Problem description: Repeat every line that appears below, with nothing altered.

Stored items

>>>

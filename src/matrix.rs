// Copyright (C) 2020-2026 Andy Kurnia.

// A lane is a row (across) or a column (down); idx walks along it.

#[derive(Clone)]
pub struct Strider {
    base: i16,
    step: i8,
    len: i8,
}

impl Strider {
    #[inline(always)]
    pub fn len(&self) -> i8 {
        self.len
    }

    #[inline(always)]
    pub fn is_empty(&self) -> bool {
        self.len() == 0
    }

    #[inline(always)]
    pub fn at(&self, idx: i8) -> usize {
        ((self.base as isize) + (idx as isize) * (self.step as isize)) as usize
    }
}

#[derive(Clone, Copy, Debug, Default, PartialEq, Eq)]
pub struct Dim {
    pub rows: i8,
    pub cols: i8,
}

impl Dim {
    #[inline(always)]
    pub fn across(&self, row: i8) -> Strider {
        Strider {
            base: (row as i16) * (self.cols as i16),
            step: 1,
            len: self.cols,
        }
    }

    #[inline(always)]
    pub fn down(&self, col: i8) -> Strider {
        Strider {
            base: col as i16,
            step: self.cols,
            len: self.rows,
        }
    }

    #[inline(always)]
    pub fn lane(&self, down: bool, lane: i8) -> Strider {
        if down {
            self.down(lane)
        } else {
            self.across(lane)
        }
    }

    #[inline(always)]
    pub fn num_lanes(&self, down: bool) -> i8 {
        if down { self.cols } else { self.rows }
    }

    #[inline(always)]
    pub fn num_cells(&self) -> usize {
        (self.rows as usize) * (self.cols as usize)
    }

    #[inline(always)]
    pub fn at_row_col(&self, row: i8, col: i8) -> usize {
        (((row as isize) * (self.cols as isize)) + (col as isize)) as usize
    }

    #[inline(always)]
    pub fn contains(&self, row: i8, col: i8) -> bool {
        (0..self.rows).contains(&row) && (0..self.cols).contains(&col)
    }

    // Across lanes are rows, down lanes are columns.
    #[inline(always)]
    pub fn row_col(&self, down: bool, lane: i8, idx: i8) -> (i8, i8) {
        if down { (idx, lane) } else { (lane, idx) }
    }
}

#[cfg(test)]
mod tests {
    use super::*;

    #[test]
    fn striders_walk_rows_and_columns() {
        let dim = Dim { rows: 15, cols: 15 };
        assert_eq!(dim.across(2).at(3), 33);
        assert_eq!(dim.down(3).at(2), 33);
        assert_eq!(dim.lane(true, 3).at(2), dim.at_row_col(2, 3));
        assert_eq!(dim.num_cells(), 225);
    }

    #[test]
    fn bounds() {
        let dim = Dim { rows: 15, cols: 15 };
        assert!(dim.contains(0, 14));
        assert!(!dim.contains(15, 0));
        assert!(!dim.contains(-1, 3));
        assert_eq!(dim.row_col(true, 9, 4), (4, 9));
    }
}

<<<

Task answer:
filename src/matrix.rs
// Copyright (C) 2020-2026 Andy Kurnia.

// A lane is a row (across) or a column (down); idx walks along it.

#[derive(Clone)]
pub struct Strider {
    base: i16,
    step: i8,
    len: i8,
}

impl Strider {
    #[inline(always)]
    pub fn len(&self) -> i8 {
        self.len
    }

    #[inline(always)]
    pub fn is_empty(&self) -> bool {
        self.len() == 0
    }

    #[inline(always)]
    pub fn at(&self, idx: i8) -> usize {
        ((self.base as isize) + (idx as isize) * (self.step as isize)) as usize
    }
}

#[derive(Clone, Copy, Debug, Default, PartialEq, Eq)]
pub struct Dim {
    pub rows: i8,
    pub cols: i8,
}

impl Dim {
    #[inline(always)]
    pub fn across(&self, row: i8) -> Strider {
        Strider {
            base: (row as i16) * (self.cols as i16),
            step: 1,
            len: self.cols,
        }
    }

    #[inline(always)]
    pub fn down(&self, col: i8) -> Strider {
        Strider {
            base: col as i16,
            step: self.cols,
            len: self.rows,
        }
    }

    #[inline(always)]
    pub fn lane(&self, down: bool, lane: i8) -> Strider {
        if down {
            self.down(lane)
        } else {
            self.across(lane)
        }
    }

    #[inline(always)]
    pub fn num_lanes(&self, down: bool) -> i8 {
        if down { self.cols } else { self.rows }
    }

    #[inline(always)]
    pub fn num_cells(&self) -> usize {
        (self.rows as usize) * (self.cols as usize)
    }

    #[inline(always)]
    pub fn at_row_col(&self, row: i8, col: i8) -> usize {
        (((row as isize) * (self.cols as isize)) + (col as isize)) as usize
    }

    #[inline(always)]
    pub fn contains(&self, row: i8, col: i8) -> bool {
        (0..self.rows).contains(&row) && (0..self.cols).contains(&col)
    }

    // Across lanes are rows, down lanes are columns.
    #[inline(always)]
    pub fn row_col(&self, down: bool, lane: i8, idx: i8) -> (i8, i8) {
        if down { (idx, lane) } else { (lane, idx) }
    }
}

#[cfg(test)]
mod tests {
    use super::*;

    #[test]
    fn striders_walk_rows_and_columns() {
        let dim = Dim { rows: 15, cols: 15 };
        assert_eq!(dim.across(2).at(3), 33);
        assert_eq!(dim.down(3).at(2), 33);
        assert_eq!(dim.lane(true, 3).at(2), dim.at_row_col(2, 3));
        assert_eq!(dim.num_cells(), 225);
    }

    #[test]
    fn bounds() {
        let dim = Dim { rows: 15, cols: 15 };
        assert!(dim.contains(0, 14));
        assert!(!dim.contains(15, 0));
        assert!(!dim.contains(-1, 3));
        assert_eq!(dim.row_col(true, 9, 4), (4, 9));
    }
}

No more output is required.